• Problem requirements: Line by line, print the records exactly.

━━━ Entries provided ━━━

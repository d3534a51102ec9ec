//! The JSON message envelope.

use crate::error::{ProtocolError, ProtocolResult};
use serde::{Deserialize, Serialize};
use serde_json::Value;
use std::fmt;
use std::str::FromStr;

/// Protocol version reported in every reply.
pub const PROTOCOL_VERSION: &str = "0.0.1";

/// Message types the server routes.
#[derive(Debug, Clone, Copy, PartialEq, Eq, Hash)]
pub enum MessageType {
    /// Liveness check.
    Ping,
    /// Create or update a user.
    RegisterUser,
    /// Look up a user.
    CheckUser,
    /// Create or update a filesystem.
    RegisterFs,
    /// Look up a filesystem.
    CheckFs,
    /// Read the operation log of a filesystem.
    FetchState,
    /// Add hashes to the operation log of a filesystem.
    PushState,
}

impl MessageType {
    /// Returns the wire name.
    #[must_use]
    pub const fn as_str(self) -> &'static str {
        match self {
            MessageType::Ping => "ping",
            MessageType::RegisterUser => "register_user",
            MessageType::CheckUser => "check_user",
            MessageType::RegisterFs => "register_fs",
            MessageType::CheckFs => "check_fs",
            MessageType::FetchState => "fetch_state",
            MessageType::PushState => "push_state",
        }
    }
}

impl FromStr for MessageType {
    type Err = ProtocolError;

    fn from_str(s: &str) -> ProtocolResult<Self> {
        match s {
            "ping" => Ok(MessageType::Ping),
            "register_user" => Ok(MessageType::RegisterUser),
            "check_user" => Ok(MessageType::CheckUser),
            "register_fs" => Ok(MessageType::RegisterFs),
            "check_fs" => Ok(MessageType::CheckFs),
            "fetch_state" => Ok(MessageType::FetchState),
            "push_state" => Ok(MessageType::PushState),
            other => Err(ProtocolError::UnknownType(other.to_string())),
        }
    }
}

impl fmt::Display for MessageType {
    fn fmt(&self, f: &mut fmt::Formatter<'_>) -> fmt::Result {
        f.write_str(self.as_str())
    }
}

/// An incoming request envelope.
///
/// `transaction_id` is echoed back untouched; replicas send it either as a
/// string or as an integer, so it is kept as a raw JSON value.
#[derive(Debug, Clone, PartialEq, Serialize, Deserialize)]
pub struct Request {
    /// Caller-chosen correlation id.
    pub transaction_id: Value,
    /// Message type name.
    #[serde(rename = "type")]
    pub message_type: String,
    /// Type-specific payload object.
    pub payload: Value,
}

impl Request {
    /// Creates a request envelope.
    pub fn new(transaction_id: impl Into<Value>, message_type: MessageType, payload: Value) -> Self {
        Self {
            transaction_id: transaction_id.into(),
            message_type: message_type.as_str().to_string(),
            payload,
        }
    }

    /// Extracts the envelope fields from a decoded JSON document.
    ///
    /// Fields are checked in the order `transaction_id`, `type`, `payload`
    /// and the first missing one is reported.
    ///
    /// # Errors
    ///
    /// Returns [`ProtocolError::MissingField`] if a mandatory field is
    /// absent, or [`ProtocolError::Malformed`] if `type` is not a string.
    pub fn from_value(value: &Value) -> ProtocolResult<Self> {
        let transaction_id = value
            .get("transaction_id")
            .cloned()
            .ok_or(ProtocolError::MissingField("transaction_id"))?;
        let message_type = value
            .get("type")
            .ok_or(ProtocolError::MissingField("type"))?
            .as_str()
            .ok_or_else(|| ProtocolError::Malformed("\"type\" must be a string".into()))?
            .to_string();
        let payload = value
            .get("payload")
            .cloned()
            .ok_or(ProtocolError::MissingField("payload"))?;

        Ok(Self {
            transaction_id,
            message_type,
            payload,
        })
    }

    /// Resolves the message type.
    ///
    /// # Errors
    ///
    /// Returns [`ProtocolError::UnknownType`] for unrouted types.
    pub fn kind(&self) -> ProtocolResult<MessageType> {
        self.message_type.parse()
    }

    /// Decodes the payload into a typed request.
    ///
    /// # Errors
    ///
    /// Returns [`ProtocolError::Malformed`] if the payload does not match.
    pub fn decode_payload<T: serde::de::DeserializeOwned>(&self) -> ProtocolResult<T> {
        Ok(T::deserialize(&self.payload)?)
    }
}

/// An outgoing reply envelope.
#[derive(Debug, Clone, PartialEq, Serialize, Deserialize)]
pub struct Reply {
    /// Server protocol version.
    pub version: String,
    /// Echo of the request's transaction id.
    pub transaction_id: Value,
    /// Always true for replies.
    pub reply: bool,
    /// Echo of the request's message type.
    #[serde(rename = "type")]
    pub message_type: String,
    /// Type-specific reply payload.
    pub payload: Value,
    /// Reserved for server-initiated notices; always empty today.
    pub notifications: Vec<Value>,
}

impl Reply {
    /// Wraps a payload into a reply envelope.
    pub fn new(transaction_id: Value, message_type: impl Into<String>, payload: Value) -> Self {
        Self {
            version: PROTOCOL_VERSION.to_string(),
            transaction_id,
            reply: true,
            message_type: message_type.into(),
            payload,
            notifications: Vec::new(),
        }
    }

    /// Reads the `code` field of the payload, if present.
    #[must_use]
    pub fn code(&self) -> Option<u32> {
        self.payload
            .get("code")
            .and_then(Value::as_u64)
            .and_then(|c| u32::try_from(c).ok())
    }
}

━━━

• Output of the task:
repository d3534a51102ec9ec
//! The JSON message envelope.

use crate::error::{ProtocolError, ProtocolResult};
use serde::{Deserialize, Serialize};
use serde_json::Value;
use std::fmt;
use std::str::FromStr;

/// Protocol version reported in every reply.
pub const PROTOCOL_VERSION: &str = "0.0.1";

/// Message types the server routes.
#[derive(Debug, Clone, Copy, PartialEq, Eq, Hash)]
pub enum MessageType {
    /// Liveness check.
    Ping,
    /// Create or update a user.
    RegisterUser,
    /// Look up a user.
    CheckUser,
    /// Create or update a filesystem.
    RegisterFs,
    /// Look up a filesystem.
    CheckFs,
    /// Read the operation log of a filesystem.
    FetchState,
    /// Add hashes to the operation log of a filesystem.
    PushState,
}

impl MessageType {
    /// Returns the wire name.
    #[must_use]
    pub const fn as_str(self) -> &'static str {
        match self {
            MessageType::Ping => "ping",
            MessageType::RegisterUser => "register_user",
            MessageType::CheckUser => "check_user",
            MessageType::RegisterFs => "register_fs",
            MessageType::CheckFs => "check_fs",
            MessageType::FetchState => "fetch_state",
            MessageType::PushState => "push_state",
        }
    }
}

impl FromStr for MessageType {
    type Err = ProtocolError;

    fn from_str(s: &str) -> ProtocolResult<Self> {
        match s {
            "ping" => Ok(MessageType::Ping),
            "register_user" => Ok(MessageType::RegisterUser),
            "check_user" => Ok(MessageType::CheckUser),
            "register_fs" => Ok(MessageType::RegisterFs),
            "check_fs" => Ok(MessageType::CheckFs),
            "fetch_state" => Ok(MessageType::FetchState),
            "push_state" => Ok(MessageType::PushState),
            other => Err(ProtocolError::UnknownType(other.to_string())),
        }
    }
}

impl fmt::Display for MessageType {
    fn fmt(&self, f: &mut fmt::Formatter<'_>) -> fmt::Result {
        f.write_str(self.as_str())
    }
}

/// An incoming request envelope.
///
/// `transaction_id` is echoed back untouched; replicas send it either as a
/// string or as an integer, so it is kept as a raw JSON value.
#[derive(Debug, Clone, PartialEq, Serialize, Deserialize)]
pub struct Request {
    /// Caller-chosen correlation id.
    pub transaction_id: Value,
    /// Message type name.
    #[serde(rename = "type")]
    pub message_type: String,
    /// Type-specific payload object.
    pub payload: Value,
}

impl Request {
    /// Creates a request envelope.
    pub fn new(transaction_id: impl Into<Value>, message_type: MessageType, payload: Value) -> Self {
        Self {
            transaction_id: transaction_id.into(),
            message_type: message_type.as_str().to_string(),
            payload,
        }
    }

    /// Extracts the envelope fields from a decoded JSON document.
    ///
    /// Fields are checked in the order `transaction_id`, `type`, `payload`
    /// and the first missing one is reported.
    ///
    /// # Errors
    ///
    /// Returns [`ProtocolError::MissingField`] if a mandatory field is
    /// absent, or [`ProtocolError::Malformed`] if `type` is not a string.
    pub fn from_value(value: &Value) -> ProtocolResult<Self> {
        let transaction_id = value
            .get("transaction_id")
            .cloned()
            .ok_or(ProtocolError::MissingField("transaction_id"))?;
        let message_type = value
            .get("type")
            .ok_or(ProtocolError::MissingField("type"))?
            .as_str()
            .ok_or_else(|| ProtocolError::Malformed("\"type\" must be a string".into()))?
            .to_string();
        let payload = value
            .get("payload")
            .cloned()
            .ok_or(ProtocolError::MissingField("payload"))?;

        Ok(Self {
            transaction_id,
            message_type,
            payload,
        })
    }

    /// Resolves the message type.
    ///
    /// # Errors
    ///
    /// Returns [`ProtocolError::UnknownType`] for unrouted types.
    pub fn kind(&self) -> ProtocolResult<MessageType> {
        self.message_type.parse()
    }

    /// Decodes the payload into a typed request.
    ///
    /// # Errors
    ///
    /// Returns [`ProtocolError::Malformed`] if the payload does not match.
    pub fn decode_payload<T: serde::de::DeserializeOwned>(&self) -> ProtocolResult<T> {
        Ok(T::deserialize(&self.payload)?)
    }
}

/// An outgoing reply envelope.
#[derive(Debug, Clone, PartialEq, Serialize, Deserialize)]
pub struct Reply {
    /// Server protocol version.
    pub version: String,
    /// Echo of the request's transaction id.
    pub transaction_id: Value,
    /// Always true for replies.
    pub reply: bool,
    /// Echo of the request's message type.
    #[serde(rename = "type")]
    pub message_type: String,
    /// Type-specific reply payload.
    pub payload: Value,
    /// Reserved for server-initiated notices; always empty today.
    pub notifications: Vec<Value>,
}

impl Reply {
    /// Wraps a payload into a reply envelope.
    pub fn new(transaction_id: Value, message_type: impl Into<String>, payload: Value) -> Self {
        Self {
            version: PROTOCOL_VERSION.to_string(),
            transaction_id,
            reply: true,
            message_type: message_type.into(),
            payload,
            notifications: Vec::new(),
        }
    }

    /// Reads the `code` field of the payload, if present.
    #[must_use]
    pub fn code(&self) -> Option<u32> {
        self.payload
            .get("code")
            .and_then(Value::as_u64)
            .and_then(|c| u32::try_from(c).ok())
    }
}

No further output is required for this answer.